Provided records:
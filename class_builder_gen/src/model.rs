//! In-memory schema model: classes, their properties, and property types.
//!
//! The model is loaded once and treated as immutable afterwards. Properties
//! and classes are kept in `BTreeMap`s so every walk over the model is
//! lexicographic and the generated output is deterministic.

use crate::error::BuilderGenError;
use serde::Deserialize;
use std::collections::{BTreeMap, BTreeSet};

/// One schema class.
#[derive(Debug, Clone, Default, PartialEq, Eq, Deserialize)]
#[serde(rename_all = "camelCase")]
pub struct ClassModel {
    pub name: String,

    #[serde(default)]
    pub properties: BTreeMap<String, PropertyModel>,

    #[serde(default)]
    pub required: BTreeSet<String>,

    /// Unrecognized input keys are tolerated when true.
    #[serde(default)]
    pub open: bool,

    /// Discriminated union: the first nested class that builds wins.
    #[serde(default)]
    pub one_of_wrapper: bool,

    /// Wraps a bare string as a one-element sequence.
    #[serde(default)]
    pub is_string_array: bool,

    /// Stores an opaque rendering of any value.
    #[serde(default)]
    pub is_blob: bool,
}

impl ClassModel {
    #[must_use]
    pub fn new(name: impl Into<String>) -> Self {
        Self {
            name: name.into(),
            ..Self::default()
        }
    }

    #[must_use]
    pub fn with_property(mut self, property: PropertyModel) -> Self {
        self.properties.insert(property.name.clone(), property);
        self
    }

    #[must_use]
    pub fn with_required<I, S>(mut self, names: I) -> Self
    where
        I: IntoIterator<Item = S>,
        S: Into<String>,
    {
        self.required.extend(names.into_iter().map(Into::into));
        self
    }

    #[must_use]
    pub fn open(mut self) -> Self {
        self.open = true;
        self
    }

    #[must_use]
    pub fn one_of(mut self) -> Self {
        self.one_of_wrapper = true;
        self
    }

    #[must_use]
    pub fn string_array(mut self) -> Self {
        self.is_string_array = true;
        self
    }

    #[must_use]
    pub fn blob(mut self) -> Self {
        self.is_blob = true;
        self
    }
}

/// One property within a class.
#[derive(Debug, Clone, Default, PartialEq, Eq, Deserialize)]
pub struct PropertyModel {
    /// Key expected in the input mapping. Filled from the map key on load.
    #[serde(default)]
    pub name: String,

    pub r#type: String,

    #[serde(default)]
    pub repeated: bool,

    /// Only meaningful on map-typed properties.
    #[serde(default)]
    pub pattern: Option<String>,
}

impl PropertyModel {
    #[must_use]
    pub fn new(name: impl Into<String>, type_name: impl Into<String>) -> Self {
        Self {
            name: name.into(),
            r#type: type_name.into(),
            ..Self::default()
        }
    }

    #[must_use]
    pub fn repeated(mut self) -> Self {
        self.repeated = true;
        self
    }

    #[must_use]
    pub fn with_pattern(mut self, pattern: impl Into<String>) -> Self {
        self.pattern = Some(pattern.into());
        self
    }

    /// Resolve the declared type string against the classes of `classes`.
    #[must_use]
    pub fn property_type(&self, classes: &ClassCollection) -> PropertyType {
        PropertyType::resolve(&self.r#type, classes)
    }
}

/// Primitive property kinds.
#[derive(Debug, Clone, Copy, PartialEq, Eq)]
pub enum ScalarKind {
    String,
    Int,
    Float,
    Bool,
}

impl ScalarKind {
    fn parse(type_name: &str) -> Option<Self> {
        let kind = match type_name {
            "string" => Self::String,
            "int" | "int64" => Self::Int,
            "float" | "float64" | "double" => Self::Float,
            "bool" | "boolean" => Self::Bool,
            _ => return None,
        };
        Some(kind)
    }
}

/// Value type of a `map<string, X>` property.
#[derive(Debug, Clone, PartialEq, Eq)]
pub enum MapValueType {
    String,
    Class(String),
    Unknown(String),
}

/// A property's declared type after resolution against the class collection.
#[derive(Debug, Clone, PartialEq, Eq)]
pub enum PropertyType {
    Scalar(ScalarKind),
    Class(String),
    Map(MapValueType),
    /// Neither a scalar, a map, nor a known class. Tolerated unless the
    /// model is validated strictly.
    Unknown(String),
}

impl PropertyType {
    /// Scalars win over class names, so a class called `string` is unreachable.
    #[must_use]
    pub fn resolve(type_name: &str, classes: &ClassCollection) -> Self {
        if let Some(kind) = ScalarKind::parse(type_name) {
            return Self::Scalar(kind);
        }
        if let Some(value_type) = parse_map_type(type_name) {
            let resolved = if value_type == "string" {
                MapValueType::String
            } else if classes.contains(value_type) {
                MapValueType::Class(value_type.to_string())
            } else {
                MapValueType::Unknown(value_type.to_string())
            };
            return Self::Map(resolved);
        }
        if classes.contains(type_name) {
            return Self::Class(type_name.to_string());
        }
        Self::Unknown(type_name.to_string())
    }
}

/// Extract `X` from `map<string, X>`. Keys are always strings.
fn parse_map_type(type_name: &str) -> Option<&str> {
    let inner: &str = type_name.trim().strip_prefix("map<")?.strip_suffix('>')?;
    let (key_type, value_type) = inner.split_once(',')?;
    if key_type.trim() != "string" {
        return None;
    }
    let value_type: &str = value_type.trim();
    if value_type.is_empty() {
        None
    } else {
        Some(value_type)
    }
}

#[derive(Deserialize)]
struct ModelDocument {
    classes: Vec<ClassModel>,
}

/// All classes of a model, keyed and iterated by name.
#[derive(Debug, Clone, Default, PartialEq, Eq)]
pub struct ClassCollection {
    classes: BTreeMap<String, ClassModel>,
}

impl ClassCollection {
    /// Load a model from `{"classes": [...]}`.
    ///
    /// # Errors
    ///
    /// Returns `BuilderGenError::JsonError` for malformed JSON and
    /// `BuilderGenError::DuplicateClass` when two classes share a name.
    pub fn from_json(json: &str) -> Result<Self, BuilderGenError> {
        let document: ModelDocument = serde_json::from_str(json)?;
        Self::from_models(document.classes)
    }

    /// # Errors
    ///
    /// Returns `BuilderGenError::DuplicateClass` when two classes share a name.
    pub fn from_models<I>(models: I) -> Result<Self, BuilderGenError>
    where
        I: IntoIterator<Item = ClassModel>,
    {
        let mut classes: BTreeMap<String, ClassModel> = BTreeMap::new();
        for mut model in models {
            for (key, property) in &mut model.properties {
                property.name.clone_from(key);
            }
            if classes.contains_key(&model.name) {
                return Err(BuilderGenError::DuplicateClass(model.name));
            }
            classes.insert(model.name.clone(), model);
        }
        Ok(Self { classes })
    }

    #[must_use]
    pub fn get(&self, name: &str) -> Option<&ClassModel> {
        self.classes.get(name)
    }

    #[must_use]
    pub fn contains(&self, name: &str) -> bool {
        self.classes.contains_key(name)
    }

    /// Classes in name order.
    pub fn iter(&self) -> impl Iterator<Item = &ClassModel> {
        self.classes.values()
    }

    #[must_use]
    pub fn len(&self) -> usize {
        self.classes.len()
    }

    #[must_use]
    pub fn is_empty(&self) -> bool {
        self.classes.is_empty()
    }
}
---
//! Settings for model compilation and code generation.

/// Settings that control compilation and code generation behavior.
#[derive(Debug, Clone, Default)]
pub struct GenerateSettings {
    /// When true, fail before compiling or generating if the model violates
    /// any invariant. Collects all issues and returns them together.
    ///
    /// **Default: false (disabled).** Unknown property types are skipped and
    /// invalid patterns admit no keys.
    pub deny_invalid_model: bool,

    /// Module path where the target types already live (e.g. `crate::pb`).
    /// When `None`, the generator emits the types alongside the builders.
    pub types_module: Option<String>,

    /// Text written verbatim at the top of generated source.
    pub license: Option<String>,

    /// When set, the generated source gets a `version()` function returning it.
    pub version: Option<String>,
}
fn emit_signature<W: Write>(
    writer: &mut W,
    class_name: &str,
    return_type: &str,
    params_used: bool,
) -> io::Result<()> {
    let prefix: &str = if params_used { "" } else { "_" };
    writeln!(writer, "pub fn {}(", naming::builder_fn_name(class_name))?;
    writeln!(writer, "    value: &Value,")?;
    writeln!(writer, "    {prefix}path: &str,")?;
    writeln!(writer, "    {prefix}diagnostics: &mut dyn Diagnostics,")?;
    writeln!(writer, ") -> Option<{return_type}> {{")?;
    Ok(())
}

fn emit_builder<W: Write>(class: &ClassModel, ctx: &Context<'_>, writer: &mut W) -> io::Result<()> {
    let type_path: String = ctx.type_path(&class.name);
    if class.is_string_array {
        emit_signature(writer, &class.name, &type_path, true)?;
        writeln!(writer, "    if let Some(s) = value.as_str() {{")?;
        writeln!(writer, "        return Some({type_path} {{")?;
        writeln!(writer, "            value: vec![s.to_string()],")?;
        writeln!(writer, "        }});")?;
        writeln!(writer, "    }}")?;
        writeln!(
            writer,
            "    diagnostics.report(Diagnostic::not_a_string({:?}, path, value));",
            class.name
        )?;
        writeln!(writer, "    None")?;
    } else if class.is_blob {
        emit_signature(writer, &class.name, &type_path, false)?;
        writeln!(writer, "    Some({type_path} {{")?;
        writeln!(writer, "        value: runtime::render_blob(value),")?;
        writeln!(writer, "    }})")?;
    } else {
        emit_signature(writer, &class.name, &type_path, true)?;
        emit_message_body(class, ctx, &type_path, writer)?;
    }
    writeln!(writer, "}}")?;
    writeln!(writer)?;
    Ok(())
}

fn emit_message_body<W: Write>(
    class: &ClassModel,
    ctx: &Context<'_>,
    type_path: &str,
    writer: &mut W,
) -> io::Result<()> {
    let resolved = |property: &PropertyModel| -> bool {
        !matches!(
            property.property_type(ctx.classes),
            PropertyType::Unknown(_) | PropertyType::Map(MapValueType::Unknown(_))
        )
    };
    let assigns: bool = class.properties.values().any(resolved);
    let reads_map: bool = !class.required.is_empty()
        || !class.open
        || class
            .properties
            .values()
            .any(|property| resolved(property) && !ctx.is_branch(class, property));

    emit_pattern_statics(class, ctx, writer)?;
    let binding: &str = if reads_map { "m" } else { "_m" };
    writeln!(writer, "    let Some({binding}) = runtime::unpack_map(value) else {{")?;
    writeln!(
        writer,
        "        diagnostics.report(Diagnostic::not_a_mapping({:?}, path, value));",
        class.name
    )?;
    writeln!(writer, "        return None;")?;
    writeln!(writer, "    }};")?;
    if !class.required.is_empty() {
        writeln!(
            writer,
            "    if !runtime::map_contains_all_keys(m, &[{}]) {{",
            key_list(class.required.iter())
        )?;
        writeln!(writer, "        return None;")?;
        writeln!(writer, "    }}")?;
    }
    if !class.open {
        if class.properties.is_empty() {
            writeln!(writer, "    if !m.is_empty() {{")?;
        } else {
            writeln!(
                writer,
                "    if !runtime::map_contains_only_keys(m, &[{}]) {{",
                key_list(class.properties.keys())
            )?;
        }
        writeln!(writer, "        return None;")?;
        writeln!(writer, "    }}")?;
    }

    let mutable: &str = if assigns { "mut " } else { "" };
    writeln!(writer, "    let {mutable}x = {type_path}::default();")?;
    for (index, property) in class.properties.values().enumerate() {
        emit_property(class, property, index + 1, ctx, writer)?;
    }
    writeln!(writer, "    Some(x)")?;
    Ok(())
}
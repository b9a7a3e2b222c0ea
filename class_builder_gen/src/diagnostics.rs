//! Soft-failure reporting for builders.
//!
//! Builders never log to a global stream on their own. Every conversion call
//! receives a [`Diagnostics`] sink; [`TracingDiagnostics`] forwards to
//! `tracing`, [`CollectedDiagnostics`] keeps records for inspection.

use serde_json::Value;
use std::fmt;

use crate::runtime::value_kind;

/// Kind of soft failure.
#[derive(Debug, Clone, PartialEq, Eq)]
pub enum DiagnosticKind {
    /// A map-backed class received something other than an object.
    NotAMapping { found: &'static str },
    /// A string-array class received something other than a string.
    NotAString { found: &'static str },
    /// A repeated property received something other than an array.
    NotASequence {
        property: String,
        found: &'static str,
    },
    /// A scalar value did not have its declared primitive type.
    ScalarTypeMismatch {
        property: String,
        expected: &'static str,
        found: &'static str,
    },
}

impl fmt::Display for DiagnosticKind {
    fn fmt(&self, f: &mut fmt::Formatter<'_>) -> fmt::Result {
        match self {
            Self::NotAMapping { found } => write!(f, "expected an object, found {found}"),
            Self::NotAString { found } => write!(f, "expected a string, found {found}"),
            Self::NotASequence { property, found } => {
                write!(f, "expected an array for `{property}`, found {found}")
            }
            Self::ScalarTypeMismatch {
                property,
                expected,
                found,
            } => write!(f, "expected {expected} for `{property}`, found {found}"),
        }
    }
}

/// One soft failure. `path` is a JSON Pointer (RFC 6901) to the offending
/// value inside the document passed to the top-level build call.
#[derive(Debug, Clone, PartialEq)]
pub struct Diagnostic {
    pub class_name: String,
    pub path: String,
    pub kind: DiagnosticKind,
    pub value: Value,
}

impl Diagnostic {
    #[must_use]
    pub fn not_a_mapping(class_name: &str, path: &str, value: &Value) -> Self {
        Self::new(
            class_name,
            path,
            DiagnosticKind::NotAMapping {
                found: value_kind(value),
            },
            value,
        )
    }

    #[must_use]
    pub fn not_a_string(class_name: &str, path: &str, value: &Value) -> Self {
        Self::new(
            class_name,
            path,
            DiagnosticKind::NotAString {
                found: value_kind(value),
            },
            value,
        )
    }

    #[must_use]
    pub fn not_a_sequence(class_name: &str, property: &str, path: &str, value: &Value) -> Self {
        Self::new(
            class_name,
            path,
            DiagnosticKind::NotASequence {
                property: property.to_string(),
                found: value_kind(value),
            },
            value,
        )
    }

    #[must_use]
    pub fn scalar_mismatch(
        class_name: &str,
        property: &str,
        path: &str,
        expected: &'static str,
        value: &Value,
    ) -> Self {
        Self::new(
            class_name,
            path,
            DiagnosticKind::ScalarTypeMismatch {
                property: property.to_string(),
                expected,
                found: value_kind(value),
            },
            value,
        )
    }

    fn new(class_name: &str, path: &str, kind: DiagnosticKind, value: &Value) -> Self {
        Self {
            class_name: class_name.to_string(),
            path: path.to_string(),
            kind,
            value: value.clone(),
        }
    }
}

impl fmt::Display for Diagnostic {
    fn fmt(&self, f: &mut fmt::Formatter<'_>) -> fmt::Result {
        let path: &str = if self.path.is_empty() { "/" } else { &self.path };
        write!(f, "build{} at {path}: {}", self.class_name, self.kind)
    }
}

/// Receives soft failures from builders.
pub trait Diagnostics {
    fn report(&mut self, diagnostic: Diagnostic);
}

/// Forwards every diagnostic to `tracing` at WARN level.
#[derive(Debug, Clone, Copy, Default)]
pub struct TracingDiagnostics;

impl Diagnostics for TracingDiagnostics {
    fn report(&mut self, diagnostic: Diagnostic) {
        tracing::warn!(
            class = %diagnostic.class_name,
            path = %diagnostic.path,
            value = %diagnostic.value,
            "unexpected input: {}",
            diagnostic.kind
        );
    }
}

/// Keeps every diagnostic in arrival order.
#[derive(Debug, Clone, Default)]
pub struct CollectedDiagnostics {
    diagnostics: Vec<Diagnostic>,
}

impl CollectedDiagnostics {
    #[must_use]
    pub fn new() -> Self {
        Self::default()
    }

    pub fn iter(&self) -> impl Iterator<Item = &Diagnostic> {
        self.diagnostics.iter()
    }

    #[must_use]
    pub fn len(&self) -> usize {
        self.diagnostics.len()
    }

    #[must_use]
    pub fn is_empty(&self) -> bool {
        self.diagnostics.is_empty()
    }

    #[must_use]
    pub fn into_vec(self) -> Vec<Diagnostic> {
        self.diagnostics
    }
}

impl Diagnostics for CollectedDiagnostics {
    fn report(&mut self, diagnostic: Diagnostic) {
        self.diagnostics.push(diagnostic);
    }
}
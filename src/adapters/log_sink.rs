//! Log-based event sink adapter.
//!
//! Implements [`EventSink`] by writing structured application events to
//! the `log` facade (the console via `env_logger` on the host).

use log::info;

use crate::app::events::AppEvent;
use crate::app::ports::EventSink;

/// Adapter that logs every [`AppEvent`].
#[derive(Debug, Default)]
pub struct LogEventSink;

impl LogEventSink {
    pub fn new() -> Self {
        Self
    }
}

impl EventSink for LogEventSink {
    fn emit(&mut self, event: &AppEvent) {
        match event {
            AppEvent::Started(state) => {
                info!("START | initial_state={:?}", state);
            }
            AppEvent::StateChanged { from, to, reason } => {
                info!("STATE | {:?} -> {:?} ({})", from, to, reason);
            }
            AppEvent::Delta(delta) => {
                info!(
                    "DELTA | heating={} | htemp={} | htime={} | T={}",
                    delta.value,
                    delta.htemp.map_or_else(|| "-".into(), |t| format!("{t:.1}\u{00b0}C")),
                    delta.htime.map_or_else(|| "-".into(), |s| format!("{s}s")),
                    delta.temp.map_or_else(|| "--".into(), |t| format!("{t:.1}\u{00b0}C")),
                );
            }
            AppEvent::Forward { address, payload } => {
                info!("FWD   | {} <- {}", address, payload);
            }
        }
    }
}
--
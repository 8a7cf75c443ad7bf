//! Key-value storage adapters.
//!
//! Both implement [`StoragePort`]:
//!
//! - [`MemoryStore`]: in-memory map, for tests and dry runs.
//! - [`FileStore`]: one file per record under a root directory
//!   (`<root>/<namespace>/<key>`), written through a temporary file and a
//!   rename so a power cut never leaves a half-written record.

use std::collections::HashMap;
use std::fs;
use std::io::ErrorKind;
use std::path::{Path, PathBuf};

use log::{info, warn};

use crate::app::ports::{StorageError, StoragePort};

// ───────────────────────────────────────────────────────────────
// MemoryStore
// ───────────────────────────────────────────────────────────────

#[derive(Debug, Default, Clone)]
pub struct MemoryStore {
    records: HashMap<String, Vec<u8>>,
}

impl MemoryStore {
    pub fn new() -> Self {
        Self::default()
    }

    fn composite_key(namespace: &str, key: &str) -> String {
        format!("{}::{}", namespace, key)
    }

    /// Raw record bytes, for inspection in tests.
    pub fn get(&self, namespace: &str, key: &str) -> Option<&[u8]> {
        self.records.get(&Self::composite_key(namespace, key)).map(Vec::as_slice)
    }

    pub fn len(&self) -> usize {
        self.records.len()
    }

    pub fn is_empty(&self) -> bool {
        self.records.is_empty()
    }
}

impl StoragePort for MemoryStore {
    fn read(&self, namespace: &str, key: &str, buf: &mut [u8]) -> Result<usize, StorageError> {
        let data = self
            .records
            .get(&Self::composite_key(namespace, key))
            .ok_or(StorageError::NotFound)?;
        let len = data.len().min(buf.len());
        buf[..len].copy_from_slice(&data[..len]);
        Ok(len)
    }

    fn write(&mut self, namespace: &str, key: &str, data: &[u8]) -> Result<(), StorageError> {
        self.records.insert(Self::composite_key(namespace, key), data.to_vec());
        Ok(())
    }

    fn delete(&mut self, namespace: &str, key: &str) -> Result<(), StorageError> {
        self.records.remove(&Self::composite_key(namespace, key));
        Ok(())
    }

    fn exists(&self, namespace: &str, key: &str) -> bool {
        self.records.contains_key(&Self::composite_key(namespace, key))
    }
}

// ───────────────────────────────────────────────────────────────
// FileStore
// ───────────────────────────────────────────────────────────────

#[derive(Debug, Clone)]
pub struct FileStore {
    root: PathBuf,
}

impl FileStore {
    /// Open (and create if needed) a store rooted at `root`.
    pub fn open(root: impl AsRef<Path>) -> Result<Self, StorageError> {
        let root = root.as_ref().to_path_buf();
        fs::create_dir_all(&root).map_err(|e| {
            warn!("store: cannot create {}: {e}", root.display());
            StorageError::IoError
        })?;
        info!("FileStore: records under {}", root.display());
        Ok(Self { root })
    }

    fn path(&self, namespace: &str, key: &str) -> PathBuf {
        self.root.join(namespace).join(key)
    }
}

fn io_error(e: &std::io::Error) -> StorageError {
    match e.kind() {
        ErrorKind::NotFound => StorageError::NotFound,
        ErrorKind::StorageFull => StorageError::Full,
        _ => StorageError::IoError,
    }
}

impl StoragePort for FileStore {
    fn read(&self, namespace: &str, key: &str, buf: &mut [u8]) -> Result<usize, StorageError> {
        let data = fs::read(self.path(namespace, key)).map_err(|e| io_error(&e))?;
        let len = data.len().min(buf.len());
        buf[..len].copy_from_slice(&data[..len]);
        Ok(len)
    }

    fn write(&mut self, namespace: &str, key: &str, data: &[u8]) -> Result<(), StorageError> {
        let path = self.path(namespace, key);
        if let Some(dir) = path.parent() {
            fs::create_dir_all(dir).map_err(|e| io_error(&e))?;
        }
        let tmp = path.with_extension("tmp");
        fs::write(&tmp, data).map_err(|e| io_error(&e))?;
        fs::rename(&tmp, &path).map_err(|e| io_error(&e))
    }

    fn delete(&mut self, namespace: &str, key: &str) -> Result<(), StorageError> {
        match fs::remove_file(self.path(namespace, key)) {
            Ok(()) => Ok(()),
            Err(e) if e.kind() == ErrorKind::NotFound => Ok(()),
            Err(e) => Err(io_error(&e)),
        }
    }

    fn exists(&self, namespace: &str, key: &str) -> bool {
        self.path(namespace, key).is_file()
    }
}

The problem: In the records above, find the lines containing "ScalarTypeMismatch" and copy them.

Written answer:
    ScalarTypeMismatch {
            Self::ScalarTypeMismatch {
            DiagnosticKind::ScalarTypeMismatch {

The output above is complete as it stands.